> _WORK TASK_: The whole listing is to be transcribed exactly as it stands.

> _EXCERPTED RECORDS_:
//! The capture loop: read one packet, write it, repeat.

use crate::error::Result;
use crate::format::ts::TsPacket;
use crate::format::{PacketReader, PacketWriter, ReadStatus};
use log::{debug, info, warn};
use std::future::Future;

/// How many packets to move. Zero on the command line means no limit.
#[derive(Debug, Clone, Copy, PartialEq, Eq)]
pub enum PacketCount {
    /// Run until the source ends or an error occurs.
    Unbounded,
    /// Stop after this many packets.
    Limited(u64),
}

impl From<u64> for PacketCount {
    fn from(count: u64) -> Self {
        if count == 0 {
            PacketCount::Unbounded
        } else {
            PacketCount::Limited(count)
        }
    }
}

/// Why the loop stopped without an error.
#[derive(Debug, Clone, Copy, PartialEq, Eq)]
pub enum StopReason {
    /// The requested number of packets was forwarded.
    CountReached,
    /// The source ran dry.
    EndOfStream,
    /// The shutdown future completed.
    Interrupted,
}

/// Result of a completed run.
#[derive(Debug, Clone, Copy, PartialEq, Eq)]
pub struct CaptureSummary {
    /// Packets read and written.
    pub packets: u64,
    /// Why the loop ended.
    pub stop: StopReason,
}

/// Moves packets from one source to one sink through a single reused buffer.
///
/// Reads and writes strictly alternate. The first error ends the run.
pub struct CapturePipeline<R, W> {
    source: R,
    sink: W,
    count: PacketCount,
    packet: TsPacket,
}

impl<R: PacketReader, W: PacketWriter> CapturePipeline<R, W> {
    /// Sets up a run of `count` packets; zero means unbounded.
    pub fn new(source: R, sink: W, count: impl Into<PacketCount>) -> Self {
        Self {
            source,
            sink,
            count: count.into(),
            packet: TsPacket::new(),
        }
    }

    /// The packet source.
    pub fn source_mut(&mut self) -> &mut R {
        &mut self.source
    }

    /// The packet sink.
    pub fn sink_mut(&mut self) -> &mut W {
        &mut self.sink
    }

    /// Gives back source and sink, e.g. to release the source.
    pub fn into_parts(self) -> (R, W) {
        (self.source, self.sink)
    }

    /// Runs until the count is reached, the source ends or an error occurs.
    pub async fn run(&mut self) -> Result<CaptureSummary> {
        self.run_until(std::future::pending()).await
    }

    /// Like [`CapturePipeline::run`], but also stops between packets once
    /// `shutdown` completes.
    pub async fn run_until<F>(&mut self, shutdown: F) -> Result<CaptureSummary>
    where
        F: Future<Output = ()>,
    {
        info!("Capture started ({:?})", self.count);
        tokio::pin!(shutdown);

        let mut packets = 0u64;
        let result = loop {
            if let PacketCount::Limited(limit) = self.count {
                if packets == limit {
                    break Ok(StopReason::CountReached);
                }
            }

            // only the read races the shutdown; a packet once read is always written
            let status = tokio::select! {
                biased;
                _ = &mut shutdown => break Ok(StopReason::Interrupted),
                status = self.source.read_packet(&mut self.packet) => status,
            };
            match status {
                Ok(ReadStatus::Packet) => {}
                Ok(ReadStatus::EndOfStream) => break Ok(StopReason::EndOfStream),
                Err(e) => break Err(e),
            }
            if let Err(e) = self.sink.write_packet(&self.packet).await {
                break Err(e);
            }
            packets += 1;
        };

        // flush what made it through even when failing
        let finished = self.sink.finish().await;
        let stop = match (result, finished) {
            (Ok(stop), Ok(())) => stop,
            (Ok(_), Err(e)) => return Err(e),
            (Err(e), finished) => {
                if let Err(flush_err) = finished {
                    warn!("Failed to flush sink: {}", flush_err);
                }
                debug!("Capture failed after {} packets", packets);
                return Err(e);
            }
        };

        info!("Capture stopped after {} packets ({:?})", packets, stop);
        Ok(CaptureSummary { packets, stop })
    }
}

> _WRITTEN RESPONSE_:
//! The capture loop: read one packet, write it, repeat.

use crate::error::Result;
use crate::format::ts::TsPacket;
use crate::format::{PacketReader, PacketWriter, ReadStatus};
use log::{debug, info, warn};
use std::future::Future;

/// How many packets to move. Zero on the command line means no limit.
#[derive(Debug, Clone, Copy, PartialEq, Eq)]
pub enum PacketCount {
    /// Run until the source ends or an error occurs.
    Unbounded,
    /// Stop after this many packets.
    Limited(u64),
}

impl From<u64> for PacketCount {
    fn from(count: u64) -> Self {
        if count == 0 {
            PacketCount::Unbounded
        } else {
            PacketCount::Limited(count)
        }
    }
}

/// Why the loop stopped without an error.
#[derive(Debug, Clone, Copy, PartialEq, Eq)]
pub enum StopReason {
    /// The requested number of packets was forwarded.
    CountReached,
    /// The source ran dry.
    EndOfStream,
    /// The shutdown future completed.
    Interrupted,
}

/// Result of a completed run.
#[derive(Debug, Clone, Copy, PartialEq, Eq)]
pub struct CaptureSummary {
    /// Packets read and written.
    pub packets: u64,
    /// Why the loop ended.
    pub stop: StopReason,
}

/// Moves packets from one source to one sink through a single reused buffer.
///
/// Reads and writes strictly alternate. The first error ends the run.
pub struct CapturePipeline<R, W> {
    source: R,
    sink: W,
    count: PacketCount,
    packet: TsPacket,
}

impl<R: PacketReader, W: PacketWriter> CapturePipeline<R, W> {
    /// Sets up a run of `count` packets; zero means unbounded.
    pub fn new(source: R, sink: W, count: impl Into<PacketCount>) -> Self {
        Self {
            source,
            sink,
            count: count.into(),
            packet: TsPacket::new(),
        }
    }

    /// The packet source.
    pub fn source_mut(&mut self) -> &mut R {
        &mut self.source
    }

    /// The packet sink.
    pub fn sink_mut(&mut self) -> &mut W {
        &mut self.sink
    }

    /// Gives back source and sink, e.g. to release the source.
    pub fn into_parts(self) -> (R, W) {
        (self.source, self.sink)
    }

    /// Runs until the count is reached, the source ends or an error occurs.
    pub async fn run(&mut self) -> Result<CaptureSummary> {
        self.run_until(std::future::pending()).await
    }

    /// Like [`CapturePipeline::run`], but also stops between packets once
    /// `shutdown` completes.
    pub async fn run_until<F>(&mut self, shutdown: F) -> Result<CaptureSummary>
    where
        F: Future<Output = ()>,
    {
        info!("Capture started ({:?})", self.count);
        tokio::pin!(shutdown);

        let mut packets = 0u64;
        let result = loop {
            if let PacketCount::Limited(limit) = self.count {
                if packets == limit {
                    break Ok(StopReason::CountReached);
                }
            }

            // only the read races the shutdown; a packet once read is always written
            let status = tokio::select! {
                biased;
                _ = &mut shutdown => break Ok(StopReason::Interrupted),
                status = self.source.read_packet(&mut self.packet) => status,
            };
            match status {
                Ok(ReadStatus::Packet) => {}
                Ok(ReadStatus::EndOfStream) => break Ok(StopReason::EndOfStream),
                Err(e) => break Err(e),
            }
            if let Err(e) = self.sink.write_packet(&self.packet).await {
                break Err(e);
            }
            packets += 1;
        };

        // flush what made it through even when failing
        let finished = self.sink.finish().await;
        let stop = match (result, finished) {
            (Ok(stop), Ok(())) => stop,
            (Ok(_), Err(e)) => return Err(e),
            (Err(e), finished) => {
                if let Err(flush_err) = finished {
                    warn!("Failed to flush sink: {}", flush_err);
                }
                debug!("Capture failed after {} packets", packets);
                return Err(e);
            }
        };

        info!("Capture stopped after {} packets ({:?})", packets, stop);
        Ok(CaptureSummary { packets, stop })
    }
}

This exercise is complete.